Assignment:
Please find every line in the records below that contains the word "unwrap", and copy it.

#####

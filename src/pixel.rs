// This Source Code Form is subject to the terms of the Mozilla Public
// License, v. 2.0. If a copy of the MPL was not distributed with this
// file, You can obtain one at http://mozilla.org/MPL/2.0/.

//! Raw colour storage and its layout.
//!
//! The carver never moves colour data.  It holds the caller's buffer
//! as-is, in whichever encoding it arrived, and reads single
//! normalised channel values out of it by original pixel index.

use crate::error::{CarverError, Result};
use num_traits::{NumCast, ToPrimitive};
use serde::{Deserialize, Serialize};

/// The encoding of one channel sample.
#[derive(Debug, Copy, Clone, PartialEq, Eq, Serialize, Deserialize)]
#[serde(rename_all = "kebab-case")]
pub enum ColorDepth {
    U8,
    U16,
    F32,
    F64,
}

impl ColorDepth {
    pub fn bits(self) -> u32 {
        match self {
            ColorDepth::U8 => 8,
            ColorDepth::U16 => 16,
            ColorDepth::F32 => 32,
            ColorDepth::F64 => 64,
        }
    }
}

/// Map one sample into `[0, 1]` (integers) or pass it through (floats).
///
/// A sample that cannot be represented as an `f64` cannot come from any
/// of the four supported encodings; debug builds stop right there,
/// release builds read it as `0.0`.
#[inline]
pub fn normalize<S: ToPrimitive>(sample: S, depth: ColorDepth) -> f64 {
    match sample.to_f64() {
        Some(v) => match depth {
            ColorDepth::U8 => v / 255.0,
            ColorDepth::U16 => v / 65535.0,
            ColorDepth::F32 | ColorDepth::F64 => v,
        },
        None => {
            debug_assert!(false, "sample not representable as f64");
            0.0
        }
    }
}

/// The sample types a carver can be built from.
pub trait Sample: Copy + Default + ToPrimitive + NumCast + Send + Sync + 'static {
    const DEPTH: ColorDepth;

    fn wrap(samples: Vec<Self>) -> PixelData;

    fn view(data: &PixelData) -> Option<&[Self]>;
}

macro_rules! sample_impl {
    ($t: ty, $depth: ident) => {
        impl Sample for $t {
            const DEPTH: ColorDepth = ColorDepth::$depth;

            fn wrap(samples: Vec<Self>) -> PixelData {
                PixelData::$depth(samples)
            }

            fn view(data: &PixelData) -> Option<&[Self]> {
                match data {
                    PixelData::$depth(v) => Some(v),
                    _ => None,
                }
            }
        }
    };
}

sample_impl!(u8, U8);
sample_impl!(u16, U16);
sample_impl!(f32, F32);
sample_impl!(f64, F64);

/// The caller's interleaved, row-major colour buffer.
#[derive(Debug, Clone, PartialEq)]
pub enum PixelData {
    U8(Vec<u8>),
    U16(Vec<u16>),
    F32(Vec<f32>),
    F64(Vec<f64>),
}

impl PixelData {
    pub fn depth(&self) -> ColorDepth {
        match self {
            PixelData::U8(_) => ColorDepth::U8,
            PixelData::U16(_) => ColorDepth::U16,
            PixelData::F32(_) => ColorDepth::F32,
            PixelData::F64(_) => ColorDepth::F64,
        }
    }

    pub fn len(&self) -> usize {
        match self {
            PixelData::U8(v) => v.len(),
            PixelData::U16(v) => v.len(),
            PixelData::F32(v) => v.len(),
            PixelData::F64(v) => v.len(),
        }
    }

    pub fn is_empty(&self) -> bool {
        self.len() == 0
    }

    /// The normalised value of the sample at `offset`.
    #[inline]
    pub fn norm(&self, offset: usize) -> f64 {
        match self {
            PixelData::U8(v) => normalize(v[offset], ColorDepth::U8),
            PixelData::U16(v) => normalize(v[offset], ColorDepth::U16),
            PixelData::F32(v) => normalize(v[offset], ColorDepth::F32),
            PixelData::F64(v) => normalize(v[offset], ColorDepth::F64),
        }
    }
}

/// The image families the read functions know how to compose.
#[derive(Debug, Copy, Clone, PartialEq, Eq, Serialize, Deserialize)]
#[serde(rename_all = "kebab-case")]
pub enum ImageType {
    Grey,
    GreyA,
    Rgb,
    Rgba,
    Cmy,
    Cmyk,
    Cmyka,
    Custom,
}

impl ImageType {
    /// Channel count and (alpha, black) roles of the standard types.
    fn standard_roles(self) -> Option<(usize, Option<usize>, Option<usize>)> {
        match self {
            ImageType::Grey => Some((1, None, None)),
            ImageType::GreyA => Some((2, Some(1), None)),
            ImageType::Rgb => Some((3, None, None)),
            ImageType::Rgba => Some((4, Some(3), None)),
            ImageType::Cmy => Some((3, None, None)),
            ImageType::Cmyk => Some((4, None, Some(3))),
            ImageType::Cmyka => Some((5, Some(4), Some(3))),
            ImageType::Custom => None,
        }
    }
}

/// How the channels of one pixel are laid out and what they mean.
/// Fixed for the lifetime of a carver.
#[derive(Debug, Copy, Clone, PartialEq, Eq, Serialize, Deserialize)]
pub struct PixelLayout {
    image_type: ImageType,
    channels: usize,
    alpha_channel: Option<usize>,
    black_channel: Option<usize>,
}

impl PixelLayout {
    /// The layout of one of the standard image types.  `Custom` needs
    /// explicit roles; use [`PixelLayout::custom`].
    pub fn new(image_type: ImageType) -> Result<Self> {
        let (channels, alpha_channel, black_channel) =
            image_type.standard_roles().ok_or_else(|| {
                CarverError::Configuration(
                    "custom image types need explicit channel roles".to_string(),
                )
            })?;
        Ok(PixelLayout {
            image_type,
            channels,
            alpha_channel,
            black_channel,
        })
    }

    /// A custom layout.  Roles must be distinct, inside the pixel, and
    /// leave at least one colour channel.
    pub fn custom(
        channels: usize,
        alpha_channel: Option<usize>,
        black_channel: Option<usize>,
    ) -> Result<Self> {
        let role_count = alpha_channel.iter().count() + black_channel.iter().count();
        if channels <= role_count {
            return Err(CarverError::Configuration(format!(
                "{} channels leave no colour channel after {} role(s)",
                channels, role_count
            )));
        }
        for role in alpha_channel.iter().chain(black_channel.iter()) {
            if *role >= channels {
                return Err(CarverError::Configuration(format!(
                    "channel role {} outside a {}-channel pixel",
                    role, channels
                )));
            }
        }
        if alpha_channel.is_some() && alpha_channel == black_channel {
            return Err(CarverError::Configuration(
                "alpha and black cannot share a channel".to_string(),
            ));
        }
        Ok(PixelLayout {
            image_type: ImageType::Custom,
            channels,
            alpha_channel,
            black_channel,
        })
    }

    pub fn image_type(&self) -> ImageType {
        self.image_type
    }

    pub fn channels(&self) -> usize {
        self.channels
    }

    pub fn alpha_channel(&self) -> Option<usize> {
        self.alpha_channel
    }

    pub fn black_channel(&self) -> Option<usize> {
        self.black_channel
    }

    /// Channels that carry colour, i.e. neither alpha nor black.
    pub(crate) fn color_channels(&self) -> impl Iterator<Item = usize> + '_ {
        (0..self.channels)
            .filter(move |k| Some(*k) != self.alpha_channel && Some(*k) != self.black_channel)
    }
}

#[cfg(test)]
mod tests {
    use super::*;

    #[test]
    fn normalization_per_depth() {
        assert_eq!(normalize(255u8, ColorDepth::U8), 1.0);
        assert_eq!(normalize(0u8, ColorDepth::U8), 0.0);
        assert_eq!(normalize(65535u16, ColorDepth::U16), 1.0);
        assert_eq!(normalize(0.25f32, ColorDepth::F32), 0.25);
        assert_eq!(normalize(0.75f64, ColorDepth::F64), 0.75);
    }

    #[test]
    fn pixel_data_reads_by_offset() {
        let data = u16::wrap(vec![0, 65535]);
        assert_eq!(data.depth(), ColorDepth::U16);
        assert_eq!(data.norm(1), 1.0);
        assert!(u8::view(&data).is_none());
        assert_eq!(u16::view(&data).unwrap(), &[0, 65535]);
    }

    #[test]
    fn standard_layouts_carry_roles() {
        let cmyka = PixelLayout::new(ImageType::Cmyka).unwrap();
        assert_eq!(cmyka.channels(), 5);
        assert_eq!(cmyka.alpha_channel(), Some(4));
        assert_eq!(cmyka.black_channel(), Some(3));
        assert_eq!(cmyka.color_channels().collect::<Vec<_>>(), vec![0, 1, 2]);
        assert!(PixelLayout::new(ImageType::Custom).is_err());
    }

    #[test]
    fn custom_layouts_are_validated() {
        assert!(PixelLayout::custom(2, Some(0), None).is_ok());
        assert!(PixelLayout::custom(2, Some(0), Some(1)).is_err());
        assert!(PixelLayout::custom(3, Some(1), Some(1)).is_err());
        assert!(PixelLayout::custom(3, Some(3), None).is_err());
        let layout = PixelLayout::custom(3, Some(0), None).unwrap();
        assert_eq!(layout.color_channels().collect::<Vec<_>>(), vec![1, 2]);
    }
}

#####

Output below:
        assert_eq!(u16::view(&data).unwrap(), &[0, 65535]);
        let cmyka = PixelLayout::new(ImageType::Cmyka).unwrap();
        let layout = PixelLayout::custom(3, Some(0), None).unwrap();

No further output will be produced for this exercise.